**TASK TO CARRY OUT:**
Using the records below, copy every line that holds the string "true".

Top of EXERCISE DATA

//! Token Rotation Manager
//!
//! Owns the live + backup secret set. A rotation pass generates every
//! replacement first, then demotes and replaces under one write lock, then
//! republishes hosting configuration once for the whole pass.

use chrono::{DateTime, Utc};
use serde::{Deserialize, Serialize};
use std::collections::VecDeque;
use std::sync::atomic::{AtomicBool, Ordering};
use std::sync::Arc;
use std::time::Duration;
use tokio::sync::RwLock;
use tokio::task::JoinHandle;
use tokio_util::sync::CancellationToken;
use tracing::{debug, error, info, warn};

use super::generator::generate;
use super::secret::{Secret, SecretKind, SecretSet};
use crate::alerts::AlertSink;
use crate::collaborators::ConfigStore;
use crate::config::RotationConfig;
use crate::storage::{StateStore, StoreError};
use crate::types::{AlertKind, Severity};

#[derive(Debug, thiserror::Error)]
pub enum RotationError {
    #[error("a rotation is already in progress")]
    InProgress,
    #[error("secret '{0}' not found")]
    NotFound(String),
    #[error("no backup found for secret '{0}'")]
    NoBackupFound(String),
    #[error("entropy source unavailable: {0}")]
    Entropy(#[from] rand::Error),
    #[error("state store error: {0}")]
    Store(#[from] StoreError),
    #[error("rotation loop already running")]
    AlreadyRunning,
}

/// Outcome of one rotation pass
#[derive(Debug, Clone, PartialEq, Serialize, Deserialize)]
pub struct RotationRecord {
    pub timestamp: DateTime<Utc>,
    pub rotated: usize,
    pub success: bool,
    pub error: Option<String>,
}

/// Point-in-time view for status displays
#[derive(Debug, Clone, Serialize, Deserialize)]
pub struct RotationStatus {
    pub is_rotating: bool,
    pub last_rotation: Option<DateTime<Utc>>,
    pub next_rotation: Option<DateTime<Utc>>,
    pub live_secrets: Vec<String>,
    pub backup_count: usize,
}

/// Held/not-held flag released on every exit path
struct RotationGuard<'a>(&'a AtomicBool);

impl<'a> RotationGuard<'a> {
    fn acquire(flag: &'a AtomicBool) -> Option<Self> {
        flag.compare_exchange(false, true, Ordering::AcqRel, Ordering::Acquire)
            .ok()
            .map(|_| Self(flag))
    }
}

impl Drop for RotationGuard<'_> {
    fn drop(&mut self) {
        self.0.store(false, Ordering::Release);
    }
}

pub struct TokenRotationManager {
    secrets: RwLock<SecretSet>,
    rotating: AtomicBool,
    history: RwLock<VecDeque<RotationRecord>>,
    history_limit: usize,
    interval: Duration,
    last_rotation: RwLock<Option<DateTime<Utc>>>,
    next_rotation: RwLock<Option<DateTime<Utc>>>,
    config_store: Arc<dyn ConfigStore>,
    store: Arc<dyn StateStore>,
    alerts: Option<Arc<AlertSink>>,
    loop_cancel: std::sync::Mutex<Option<CancellationToken>>,
}

impl TokenRotationManager {
    /// Load persisted secrets and fill in any roster entries that are missing.
    ///
    /// A missing roster secret takes its value from the environment variable
    /// of the same name, or a freshly generated one.
    pub fn load(
        config: &RotationConfig,
        config_store: Arc<dyn ConfigStore>,
        store: Arc<dyn StateStore>,
    ) -> Result<Self, RotationError> {
        let mut set = match store.load_secrets()? {
            Some(records) => SecretSet::from_records(records, config.backup_retention),
            None => SecretSet::new(config.backup_retention),
        };

        let mut seeded = 0usize;
        for entry in &config.secrets {
            if set.contains(&entry.name) {
                continue;
            }
            let value = match std::env::var(&entry.name) {
                Ok(v) if !v.is_empty() => v,
                _ => generate(entry.kind)?,
            };
            set.insert_live(Secret::live(&entry.name, entry.kind, value));
            seeded += 1;
        }
        if seeded > 0 {
            store.save_secrets(&set.to_records())?;
        }

        let mut history: Vec<RotationRecord> = store.recent_rotations(config.history_limit)?;
        history.reverse();
        let last_rotation = history.iter().rev().find(|r| r.success).map(|r| r.timestamp);

        info!(
            live = set.len(),
            backups = set.backup_count(),
            seeded,
            "Token rotation manager loaded"
        );

        Ok(Self {
            secrets: RwLock::new(set),
            rotating: AtomicBool::new(false),
            history: RwLock::new(history.into_iter().collect()),
            history_limit: config.history_limit.max(1),
            interval: config.interval(),
            last_rotation: RwLock::new(last_rotation),
            next_rotation: RwLock::new(None),
            config_store,
            store,
            alerts: None,
            loop_cancel: std::sync::Mutex::new(None),
        })
    }

    /// Emit token rotation alerts through `alerts`
    pub fn with_alerts(mut self, alerts: Arc<AlertSink>) -> Self {
        self.alerts = Some(alerts);
        self
    }

    pub fn is_rotating(&self) -> bool {
        self.rotating.load(Ordering::Acquire)
    }

    /// Rotate every live secret and republish once.
    ///
    /// Rejected with `InProgress` while another rotation holds the flag.
    /// Publish failures land in the returned record; the new values stay live.
    pub async fn rotate_all(&self) -> Result<RotationRecord, RotationError> {
        let Some(_guard) = RotationGuard::acquire(&self.rotating) else {
            warn!("Rotation pass requested while one is already running, rejecting");
            return Err(RotationError::InProgress);
        };

        info!("🔄 Starting rotation pass");
        let started = Utc::now();

        let mut roster: Vec<(String, SecretKind)> = self
            .secrets
            .read()
            .await
            .live()
            .map(|s| (s.name.clone(), s.kind))
            .collect();
        roster.sort_by_key(|(_, kind)| *kind);

        // Generate everything before touching the set so an entropy failure mutates nothing
        let mut replacements = Vec::with_capacity(roster.len());
        for (name, kind) in &roster {
            match generate(*kind) {
                Ok(value) => replacements.push((name.clone(), value)),
                Err(e) => {
                    error!(error = %e, "Entropy source failed, rotation pass aborted");
                    let record = RotationRecord {
                        timestamp: started,
                        rotated: 0,
                        success: false,
                        error: Some(format!("entropy source unavailable: {}", e)),
                    };
                    self.finish_pass(record).await;
                    return Err(RotationError::Entropy(e));
                }
            }
        }

        {
            let mut set = self.secrets.write().await;
            let now = Utc::now();
            for kind in SecretKind::ALL {
                let group: Vec<&(String, String)> = replacements
                    .iter()
                    .zip(&roster)
                    .filter(|(_, (_, k))| *k == kind)
                    .map(|(r, _)| r)
                    .collect();
                if group.is_empty() {
                    continue;
                }
                for (name, value) in &group {
                    set.supersede(name, value.clone(), now)?;
                }
                debug!(kind = %kind, count = group.len(), "Rotated secret group");
            }
            self.persist_secrets(&set);
        }

        // Barrier: one publish observing every rotation from this pass
        let publish_error = if replacements.is_empty() {
            None
        } else {
            self.config_store
                .upsert(&replacements)
                .await
                .err()
                .map(|e| e.to_string())
        };

        let record = RotationRecord {
            timestamp: started,
            rotated: replacements.len(),
            success: publish_error.is_none(),
            error: publish_error,
        };
        *self.last_rotation.write().await = Some(started);
        self.finish_pass(record.clone()).await;

        Ok(record)
    }

    /// Rotate a single secret and republish it.
    ///
    /// Returns whether the republish succeeded; the new value is live either way.
    pub async fn rotate_one(&self, name: &str) -> Result<bool, RotationError> {
        let Some(_guard) = RotationGuard::acquire(&self.rotating) else {
            warn!(secret = %name, "Rotation requested while one is already running, rejecting");
            return Err(RotationError::InProgress);
        };

        let kind = self
            .secrets
            .read()
            .await
            .get(name)
            .map(|s| s.kind)
            .ok_or_else(|| RotationError::NotFound(name.to_string()))?;
        let value = generate(kind)?;

        {
            let mut set = self.secrets.write().await;
            set.supersede(name, value.clone(), Utc::now())?;
            self.persist_secrets(&set);
        }

        info!(secret = %name, kind = %kind, "Secret rotated");
        Ok(self.publish(&[(name.to_string(), value)]).await)
    }

    /// Promote the newest backup of `name` back to live and republish it.
    ///
    /// Returns whether the republish succeeded; fails with `NoBackupFound`
    /// when nothing is retained for `name`.
    pub async fn restore_from_backup(&self, name: &str) -> Result<bool, RotationError> {
        let Some(_guard) = RotationGuard::acquire(&self.rotating) else {
            warn!(secret = %name, "Restore requested while a rotation is running, rejecting");
            return Err(RotationError::InProgress);
        };

        let restored = {
            let mut set = self.secrets.write().await;
            let restored = set.promote_latest_backup(name, Utc::now())?;
            self.persist_secrets(&set);
            restored
        };

        info!(secret = %name, "Secret restored from backup");
        Ok(self.publish(&[(restored.name, restored.value)]).await)
    }

    /// Current live value of a secret
    pub async fn current(&self, name: &str) -> Option<Secret> {
        self.secrets.read().await.get(name).cloned()
    }

    /// Retained backups of a secret, newest first
    pub async fn backups(&self, name: &str) -> Vec<Secret> {
        self.secrets
            .read()
            .await
            .backups_for(name)
            .into_iter()
            .cloned()
            .collect()
    }

    pub async fn status(&self) -> RotationStatus {
        let set = self.secrets.read().await;
        RotationStatus {
            is_rotating: self.is_rotating(),
            last_rotation: *self.last_rotation.read().await,
            next_rotation: *self.next_rotation.read().await,
            live_secrets: set.live_names(),
            backup_count: set.backup_count(),
        }
    }

    /// Rotation records, oldest first
    pub async fn history(&self) -> Vec<RotationRecord> {
        self.history.read().await.iter().cloned().collect()
    }

    /// Spawn the scheduled rotation loop
    pub fn start(self: &Arc<Self>) -> Result<JoinHandle<()>, RotationError> {
        let mut slot = self.loop_cancel.lock().unwrap_or_else(|e| e.into_inner());
        if slot.is_some() {
            return Err(RotationError::AlreadyRunning);
        }
        let cancel = CancellationToken::new();
        *slot = Some(cancel.clone());
        Ok(tokio::spawn(Arc::clone(self).run(cancel)))
    }

    pub fn stop(&self) {
        if let Some(cancel) = self.loop_cancel.lock().unwrap_or_else(|e| e.into_inner()).take() {
            cancel.cancel();
        }
    }

    /// Whether the scheduled loop has been started and not stopped
    pub fn is_scheduled(&self) -> bool {
        self.loop_cancel
            .lock()
            .unwrap_or_else(|e| e.into_inner())
            .is_some()
    }

    /// Sleep one interval, rotate, repeat until cancelled
    pub async fn run(self: Arc<Self>, cancel: CancellationToken) {
        info!(interval_secs = self.interval.as_secs(), "[Rotation] Scheduled rotation started");
        loop {
            if let Ok(step) = chrono::Duration::from_std(self.interval) {
                *self.next_rotation.write().await = Some(Utc::now() + step);
            }
            tokio::select! {
                _ = cancel.cancelled() => {
                    info!("[Rotation] Scheduled rotation stopped");
                    *self.next_rotation.write().await = None;
                    return;
                }
                _ = tokio::time::sleep(self.interval) => {}
            }
            match self.rotate_all().await {
                Ok(_) | Err(RotationError::InProgress) => {}
                Err(e) => error!(error = %e, "[Rotation] Scheduled pass failed"),
            }
        }
    }

    async fn publish(&self, entries: &[(String, String)]) -> bool {
        match self.config_store.upsert(entries).await {
            Ok(()) => true,
            Err(e) => {
                warn!(error = %e, "Configuration republish failed, new secret values remain live");
                false
            }
        }
    }

    fn persist_secrets(&self, set: &SecretSet) {
        if let Err(e) = self.store.save_secrets(&set.to_records()) {
            warn!(error = %e, "Failed to persist secret set");
        }
    }

    async fn finish_pass(&self, record: RotationRecord) {
        {
            let mut history = self.history.write().await;
            history.push_back(record.clone());
            while history.len() > self.history_limit {
                history.pop_front();
            }
        }
        if let Err(e) = self.store.append_rotation(&record) {
            warn!(error = %e, "Failed to persist rotation record");
        }

        if record.success {
            info!(rotated = record.rotated, "✅ Rotation pass complete");
        } else {
            error!(
                rotated = record.rotated,
                error = record.error.as_deref().unwrap_or("unknown"),
                "Rotation pass finished with errors"
            );
        }

        if let Some(alerts) = &self.alerts {
            if record.success {
                alerts
                    .emit(
                        AlertKind::TokenRotation,
                        format!("Rotated {} secrets", record.rotated),
                        Severity::Info,
                    )
                    .await;
            } else {
                alerts
                    .emit(
                        AlertKind::TokenRotationError,
                        format!(
                            "Token rotation failed: {}",
                            record.error.as_deref().unwrap_or("unknown error")
                        ),
                        Severity::Warning,
                    )
                    .await;
            }
        }
    }
}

Bottom of EXERCISE DATA

**RESPONSE:**
        flag.compare_exchange(false, true, Ordering::AcqRel, Ordering::Acquire)
            Ok(()) => true,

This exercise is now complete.